* [EXERCISE OBJECTIVE]
A single number is the whole answer: how many lines in this listing contain "YYYY".

* [EXTRACTED DATA]
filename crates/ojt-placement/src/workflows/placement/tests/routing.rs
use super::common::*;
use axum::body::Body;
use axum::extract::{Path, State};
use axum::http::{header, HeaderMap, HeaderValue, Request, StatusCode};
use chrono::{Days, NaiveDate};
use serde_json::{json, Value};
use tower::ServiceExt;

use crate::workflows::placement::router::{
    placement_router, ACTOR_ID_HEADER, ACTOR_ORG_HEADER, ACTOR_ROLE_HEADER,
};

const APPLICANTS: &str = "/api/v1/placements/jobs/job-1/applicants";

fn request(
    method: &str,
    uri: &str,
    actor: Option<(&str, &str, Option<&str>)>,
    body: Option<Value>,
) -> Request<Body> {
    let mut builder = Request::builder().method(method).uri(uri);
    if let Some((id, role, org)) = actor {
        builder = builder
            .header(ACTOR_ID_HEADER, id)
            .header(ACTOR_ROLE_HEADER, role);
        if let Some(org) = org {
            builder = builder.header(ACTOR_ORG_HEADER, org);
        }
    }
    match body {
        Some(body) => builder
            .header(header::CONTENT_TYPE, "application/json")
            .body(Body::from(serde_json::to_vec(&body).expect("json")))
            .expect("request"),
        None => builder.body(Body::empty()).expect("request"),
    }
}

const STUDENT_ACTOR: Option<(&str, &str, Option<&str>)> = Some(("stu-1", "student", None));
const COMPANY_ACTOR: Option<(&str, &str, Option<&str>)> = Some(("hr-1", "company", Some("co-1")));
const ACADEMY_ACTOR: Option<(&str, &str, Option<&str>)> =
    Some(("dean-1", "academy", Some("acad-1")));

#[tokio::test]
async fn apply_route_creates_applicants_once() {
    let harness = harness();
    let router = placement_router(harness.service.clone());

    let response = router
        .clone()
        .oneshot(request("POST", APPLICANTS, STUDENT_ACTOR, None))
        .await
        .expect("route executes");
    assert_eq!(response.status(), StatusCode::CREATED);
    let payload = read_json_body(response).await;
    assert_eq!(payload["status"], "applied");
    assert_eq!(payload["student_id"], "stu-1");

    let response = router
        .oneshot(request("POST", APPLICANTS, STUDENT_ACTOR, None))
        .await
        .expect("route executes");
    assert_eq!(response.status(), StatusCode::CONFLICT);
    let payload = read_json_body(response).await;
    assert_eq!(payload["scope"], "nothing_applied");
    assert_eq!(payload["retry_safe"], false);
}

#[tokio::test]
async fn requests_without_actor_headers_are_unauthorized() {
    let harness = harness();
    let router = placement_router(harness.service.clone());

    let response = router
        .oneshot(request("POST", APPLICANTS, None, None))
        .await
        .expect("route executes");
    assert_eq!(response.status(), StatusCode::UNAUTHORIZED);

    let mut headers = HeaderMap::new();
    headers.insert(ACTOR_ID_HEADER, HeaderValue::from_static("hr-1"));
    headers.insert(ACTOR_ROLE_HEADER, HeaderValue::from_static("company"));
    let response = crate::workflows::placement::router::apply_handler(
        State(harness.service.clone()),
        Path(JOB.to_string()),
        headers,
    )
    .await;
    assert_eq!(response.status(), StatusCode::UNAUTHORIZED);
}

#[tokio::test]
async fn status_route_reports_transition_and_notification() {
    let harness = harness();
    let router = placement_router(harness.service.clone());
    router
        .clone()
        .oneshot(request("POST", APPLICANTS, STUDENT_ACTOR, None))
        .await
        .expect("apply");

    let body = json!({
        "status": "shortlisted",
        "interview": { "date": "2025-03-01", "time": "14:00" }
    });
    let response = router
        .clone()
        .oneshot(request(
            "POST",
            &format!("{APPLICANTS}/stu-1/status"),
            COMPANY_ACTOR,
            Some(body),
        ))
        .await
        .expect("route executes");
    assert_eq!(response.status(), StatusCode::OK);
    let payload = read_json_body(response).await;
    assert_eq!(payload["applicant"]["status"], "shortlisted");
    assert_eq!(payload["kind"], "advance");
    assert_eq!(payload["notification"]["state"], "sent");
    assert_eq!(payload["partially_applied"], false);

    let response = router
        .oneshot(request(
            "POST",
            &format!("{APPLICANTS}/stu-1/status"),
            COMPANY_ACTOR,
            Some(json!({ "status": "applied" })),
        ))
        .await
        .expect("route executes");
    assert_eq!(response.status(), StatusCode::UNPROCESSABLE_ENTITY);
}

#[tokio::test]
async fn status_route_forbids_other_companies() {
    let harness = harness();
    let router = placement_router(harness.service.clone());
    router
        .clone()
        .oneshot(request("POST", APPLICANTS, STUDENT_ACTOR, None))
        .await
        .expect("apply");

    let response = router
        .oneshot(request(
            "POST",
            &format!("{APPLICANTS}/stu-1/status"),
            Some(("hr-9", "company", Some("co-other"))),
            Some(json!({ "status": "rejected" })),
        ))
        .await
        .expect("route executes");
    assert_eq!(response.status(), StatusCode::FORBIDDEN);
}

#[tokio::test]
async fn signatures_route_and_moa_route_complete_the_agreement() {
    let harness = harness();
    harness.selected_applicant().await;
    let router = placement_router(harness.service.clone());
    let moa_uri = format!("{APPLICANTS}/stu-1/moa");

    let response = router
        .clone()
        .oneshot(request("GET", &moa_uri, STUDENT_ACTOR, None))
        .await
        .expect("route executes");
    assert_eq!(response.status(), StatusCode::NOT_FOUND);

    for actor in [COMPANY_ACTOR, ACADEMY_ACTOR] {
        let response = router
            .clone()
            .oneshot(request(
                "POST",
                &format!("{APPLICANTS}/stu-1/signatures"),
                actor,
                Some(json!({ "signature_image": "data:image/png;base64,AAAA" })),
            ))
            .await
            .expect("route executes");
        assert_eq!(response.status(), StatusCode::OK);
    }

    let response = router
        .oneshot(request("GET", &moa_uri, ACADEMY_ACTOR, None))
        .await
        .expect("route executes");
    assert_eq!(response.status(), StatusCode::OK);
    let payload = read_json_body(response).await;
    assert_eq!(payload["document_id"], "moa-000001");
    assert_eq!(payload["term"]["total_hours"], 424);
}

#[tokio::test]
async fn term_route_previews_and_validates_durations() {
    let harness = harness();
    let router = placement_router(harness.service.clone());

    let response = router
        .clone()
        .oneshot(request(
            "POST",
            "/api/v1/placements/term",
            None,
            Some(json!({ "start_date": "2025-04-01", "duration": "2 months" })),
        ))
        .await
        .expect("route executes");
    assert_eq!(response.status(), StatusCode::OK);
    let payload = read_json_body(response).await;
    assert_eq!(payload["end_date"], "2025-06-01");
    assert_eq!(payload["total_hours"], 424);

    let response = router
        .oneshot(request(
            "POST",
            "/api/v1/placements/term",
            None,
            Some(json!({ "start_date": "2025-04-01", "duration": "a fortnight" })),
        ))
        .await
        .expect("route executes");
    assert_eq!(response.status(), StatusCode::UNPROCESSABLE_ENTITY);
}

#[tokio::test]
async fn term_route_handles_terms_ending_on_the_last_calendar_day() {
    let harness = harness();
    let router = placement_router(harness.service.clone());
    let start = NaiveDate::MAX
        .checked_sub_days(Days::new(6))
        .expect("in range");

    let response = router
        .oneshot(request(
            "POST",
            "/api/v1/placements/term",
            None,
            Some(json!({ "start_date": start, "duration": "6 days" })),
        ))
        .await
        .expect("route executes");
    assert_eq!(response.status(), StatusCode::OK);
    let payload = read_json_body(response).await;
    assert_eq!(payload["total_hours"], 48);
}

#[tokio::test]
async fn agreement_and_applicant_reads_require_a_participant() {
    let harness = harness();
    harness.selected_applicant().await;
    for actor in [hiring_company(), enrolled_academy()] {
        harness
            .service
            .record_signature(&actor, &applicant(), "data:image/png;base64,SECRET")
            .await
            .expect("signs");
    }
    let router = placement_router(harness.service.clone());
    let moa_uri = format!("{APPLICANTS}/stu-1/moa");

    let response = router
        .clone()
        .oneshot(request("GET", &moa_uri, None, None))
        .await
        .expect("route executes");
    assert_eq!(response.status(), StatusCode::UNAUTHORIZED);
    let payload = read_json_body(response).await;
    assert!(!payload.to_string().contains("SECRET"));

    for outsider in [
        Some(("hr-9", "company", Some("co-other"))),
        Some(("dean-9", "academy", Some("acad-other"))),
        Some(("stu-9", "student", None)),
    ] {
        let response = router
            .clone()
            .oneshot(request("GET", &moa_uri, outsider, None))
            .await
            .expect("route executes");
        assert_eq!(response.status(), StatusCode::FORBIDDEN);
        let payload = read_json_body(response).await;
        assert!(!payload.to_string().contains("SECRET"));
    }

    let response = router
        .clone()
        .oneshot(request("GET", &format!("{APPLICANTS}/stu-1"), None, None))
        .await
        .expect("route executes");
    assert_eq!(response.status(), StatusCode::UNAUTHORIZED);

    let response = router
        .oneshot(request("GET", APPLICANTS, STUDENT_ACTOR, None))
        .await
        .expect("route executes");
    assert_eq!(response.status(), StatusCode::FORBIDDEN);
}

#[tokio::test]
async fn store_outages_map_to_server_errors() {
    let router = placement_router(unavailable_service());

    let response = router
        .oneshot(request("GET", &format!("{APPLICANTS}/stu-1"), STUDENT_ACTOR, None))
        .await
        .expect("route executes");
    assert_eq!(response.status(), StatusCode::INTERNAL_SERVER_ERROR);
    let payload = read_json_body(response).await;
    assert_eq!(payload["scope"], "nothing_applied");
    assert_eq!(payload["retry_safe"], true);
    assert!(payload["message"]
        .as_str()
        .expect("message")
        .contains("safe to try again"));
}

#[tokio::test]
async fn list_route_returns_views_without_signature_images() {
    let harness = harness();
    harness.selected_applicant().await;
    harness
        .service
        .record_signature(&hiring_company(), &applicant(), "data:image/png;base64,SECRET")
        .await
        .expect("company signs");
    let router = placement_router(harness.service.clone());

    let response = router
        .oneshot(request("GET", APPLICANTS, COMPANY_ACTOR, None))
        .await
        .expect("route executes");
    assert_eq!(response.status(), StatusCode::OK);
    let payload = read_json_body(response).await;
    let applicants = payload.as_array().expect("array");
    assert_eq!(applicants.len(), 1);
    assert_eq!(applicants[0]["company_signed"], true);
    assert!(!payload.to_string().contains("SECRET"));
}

* * *

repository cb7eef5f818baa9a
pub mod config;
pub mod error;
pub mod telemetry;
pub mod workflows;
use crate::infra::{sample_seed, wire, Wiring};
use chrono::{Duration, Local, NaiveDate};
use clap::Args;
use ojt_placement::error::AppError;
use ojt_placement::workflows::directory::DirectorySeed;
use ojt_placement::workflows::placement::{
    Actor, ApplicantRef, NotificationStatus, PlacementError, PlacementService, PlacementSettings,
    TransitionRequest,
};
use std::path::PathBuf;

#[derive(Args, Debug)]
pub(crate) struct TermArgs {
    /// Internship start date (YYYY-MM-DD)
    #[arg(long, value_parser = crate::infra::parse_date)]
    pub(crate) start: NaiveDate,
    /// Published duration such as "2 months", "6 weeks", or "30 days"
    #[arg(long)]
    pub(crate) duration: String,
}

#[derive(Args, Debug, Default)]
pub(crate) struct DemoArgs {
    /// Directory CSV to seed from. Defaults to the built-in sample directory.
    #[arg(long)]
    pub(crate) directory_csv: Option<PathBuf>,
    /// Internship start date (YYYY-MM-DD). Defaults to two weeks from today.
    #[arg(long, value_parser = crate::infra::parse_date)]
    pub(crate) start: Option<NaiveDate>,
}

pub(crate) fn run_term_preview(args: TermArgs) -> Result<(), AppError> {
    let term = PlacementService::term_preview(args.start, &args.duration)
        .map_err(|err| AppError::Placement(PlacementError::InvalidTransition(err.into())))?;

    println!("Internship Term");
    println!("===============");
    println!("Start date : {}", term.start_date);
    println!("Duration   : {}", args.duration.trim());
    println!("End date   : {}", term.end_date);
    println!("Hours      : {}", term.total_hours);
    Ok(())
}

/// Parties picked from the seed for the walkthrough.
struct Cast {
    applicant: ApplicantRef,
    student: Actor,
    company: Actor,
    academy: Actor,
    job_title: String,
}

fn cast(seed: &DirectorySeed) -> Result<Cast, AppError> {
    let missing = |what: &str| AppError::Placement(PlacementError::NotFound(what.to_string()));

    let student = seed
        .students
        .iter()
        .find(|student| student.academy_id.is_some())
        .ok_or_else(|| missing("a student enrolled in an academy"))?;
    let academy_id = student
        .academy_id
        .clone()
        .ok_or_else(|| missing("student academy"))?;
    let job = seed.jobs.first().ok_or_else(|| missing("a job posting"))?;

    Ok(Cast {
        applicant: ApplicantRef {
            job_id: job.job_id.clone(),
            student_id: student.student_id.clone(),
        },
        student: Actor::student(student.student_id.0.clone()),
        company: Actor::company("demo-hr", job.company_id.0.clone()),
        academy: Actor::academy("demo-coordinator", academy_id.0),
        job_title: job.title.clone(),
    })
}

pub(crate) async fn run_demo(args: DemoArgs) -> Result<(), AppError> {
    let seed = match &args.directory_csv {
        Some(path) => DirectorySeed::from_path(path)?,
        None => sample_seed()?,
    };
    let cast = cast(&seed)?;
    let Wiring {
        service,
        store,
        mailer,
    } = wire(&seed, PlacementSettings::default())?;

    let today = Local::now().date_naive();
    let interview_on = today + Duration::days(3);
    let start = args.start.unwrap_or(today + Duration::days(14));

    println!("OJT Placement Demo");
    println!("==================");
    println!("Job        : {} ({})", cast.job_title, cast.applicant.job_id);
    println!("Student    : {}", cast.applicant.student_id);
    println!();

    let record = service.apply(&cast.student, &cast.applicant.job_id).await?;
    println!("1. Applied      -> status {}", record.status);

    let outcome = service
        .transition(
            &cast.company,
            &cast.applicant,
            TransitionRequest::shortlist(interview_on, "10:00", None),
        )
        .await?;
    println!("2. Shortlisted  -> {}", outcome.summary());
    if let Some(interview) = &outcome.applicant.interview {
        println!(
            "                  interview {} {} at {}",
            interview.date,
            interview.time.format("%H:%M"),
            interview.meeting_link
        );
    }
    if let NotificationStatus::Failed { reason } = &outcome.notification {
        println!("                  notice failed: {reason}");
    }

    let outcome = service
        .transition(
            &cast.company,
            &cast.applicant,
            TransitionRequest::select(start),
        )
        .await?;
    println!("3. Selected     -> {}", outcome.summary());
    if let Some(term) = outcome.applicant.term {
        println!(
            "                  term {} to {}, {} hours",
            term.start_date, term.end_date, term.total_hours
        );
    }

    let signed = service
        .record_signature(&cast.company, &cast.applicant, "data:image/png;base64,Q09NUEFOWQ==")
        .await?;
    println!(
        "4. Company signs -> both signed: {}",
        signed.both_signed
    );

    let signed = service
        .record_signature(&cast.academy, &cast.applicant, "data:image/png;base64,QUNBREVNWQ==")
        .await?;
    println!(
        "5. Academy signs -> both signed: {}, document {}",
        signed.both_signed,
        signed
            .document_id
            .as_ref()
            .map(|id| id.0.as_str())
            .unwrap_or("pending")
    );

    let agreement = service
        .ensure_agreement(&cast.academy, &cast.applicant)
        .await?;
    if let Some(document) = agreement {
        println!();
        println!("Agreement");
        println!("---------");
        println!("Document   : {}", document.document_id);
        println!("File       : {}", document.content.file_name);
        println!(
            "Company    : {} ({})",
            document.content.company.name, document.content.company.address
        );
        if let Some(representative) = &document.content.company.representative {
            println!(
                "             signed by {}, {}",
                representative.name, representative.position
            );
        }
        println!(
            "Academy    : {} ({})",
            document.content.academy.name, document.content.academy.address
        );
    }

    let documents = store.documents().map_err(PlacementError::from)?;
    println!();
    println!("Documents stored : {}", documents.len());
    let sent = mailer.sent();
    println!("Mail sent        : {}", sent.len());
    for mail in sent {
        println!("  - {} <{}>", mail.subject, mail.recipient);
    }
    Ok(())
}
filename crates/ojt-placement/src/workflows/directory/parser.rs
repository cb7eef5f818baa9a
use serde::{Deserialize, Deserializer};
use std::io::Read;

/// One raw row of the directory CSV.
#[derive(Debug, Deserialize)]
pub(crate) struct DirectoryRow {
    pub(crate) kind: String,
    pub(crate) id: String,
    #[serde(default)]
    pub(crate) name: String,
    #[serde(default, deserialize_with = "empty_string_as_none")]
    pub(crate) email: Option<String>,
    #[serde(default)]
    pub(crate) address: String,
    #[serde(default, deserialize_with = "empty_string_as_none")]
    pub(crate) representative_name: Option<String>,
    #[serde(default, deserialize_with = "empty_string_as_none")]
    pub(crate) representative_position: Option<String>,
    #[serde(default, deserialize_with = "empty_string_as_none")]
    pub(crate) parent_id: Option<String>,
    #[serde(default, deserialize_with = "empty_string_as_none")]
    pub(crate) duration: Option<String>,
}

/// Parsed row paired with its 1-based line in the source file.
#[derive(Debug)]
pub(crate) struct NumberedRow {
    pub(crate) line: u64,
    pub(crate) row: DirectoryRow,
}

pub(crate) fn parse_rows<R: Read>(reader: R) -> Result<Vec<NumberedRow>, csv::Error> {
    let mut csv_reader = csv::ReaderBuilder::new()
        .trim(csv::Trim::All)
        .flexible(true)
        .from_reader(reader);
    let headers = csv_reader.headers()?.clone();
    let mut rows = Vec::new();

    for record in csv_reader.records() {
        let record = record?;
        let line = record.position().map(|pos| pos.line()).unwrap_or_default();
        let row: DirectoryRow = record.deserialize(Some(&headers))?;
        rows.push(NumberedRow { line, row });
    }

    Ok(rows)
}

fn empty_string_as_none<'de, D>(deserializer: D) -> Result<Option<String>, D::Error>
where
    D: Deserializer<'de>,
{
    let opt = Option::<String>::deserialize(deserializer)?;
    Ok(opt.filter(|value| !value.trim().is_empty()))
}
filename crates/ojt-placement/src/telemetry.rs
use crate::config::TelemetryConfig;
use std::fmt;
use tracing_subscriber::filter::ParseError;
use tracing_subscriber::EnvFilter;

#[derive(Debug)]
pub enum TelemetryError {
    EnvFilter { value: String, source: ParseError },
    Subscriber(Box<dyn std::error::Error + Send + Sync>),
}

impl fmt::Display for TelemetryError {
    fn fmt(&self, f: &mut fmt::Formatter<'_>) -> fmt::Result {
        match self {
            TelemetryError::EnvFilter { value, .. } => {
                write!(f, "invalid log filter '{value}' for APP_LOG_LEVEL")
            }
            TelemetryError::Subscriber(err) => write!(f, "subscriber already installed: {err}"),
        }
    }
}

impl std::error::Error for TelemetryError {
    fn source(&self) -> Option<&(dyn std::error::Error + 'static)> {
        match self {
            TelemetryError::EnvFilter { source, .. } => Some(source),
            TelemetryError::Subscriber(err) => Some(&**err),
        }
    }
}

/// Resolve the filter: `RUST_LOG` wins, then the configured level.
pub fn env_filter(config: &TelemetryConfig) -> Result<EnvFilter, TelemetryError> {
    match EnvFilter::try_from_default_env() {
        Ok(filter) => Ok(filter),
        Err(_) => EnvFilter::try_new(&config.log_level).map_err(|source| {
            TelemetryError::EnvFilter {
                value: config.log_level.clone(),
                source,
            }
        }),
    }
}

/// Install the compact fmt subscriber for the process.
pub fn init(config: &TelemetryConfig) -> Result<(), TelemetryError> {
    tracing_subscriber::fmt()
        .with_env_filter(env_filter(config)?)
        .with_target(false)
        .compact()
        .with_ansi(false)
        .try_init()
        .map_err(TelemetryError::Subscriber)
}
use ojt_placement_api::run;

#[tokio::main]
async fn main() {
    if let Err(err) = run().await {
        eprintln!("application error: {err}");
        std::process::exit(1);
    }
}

* [PROBLEM SOLUTION]
2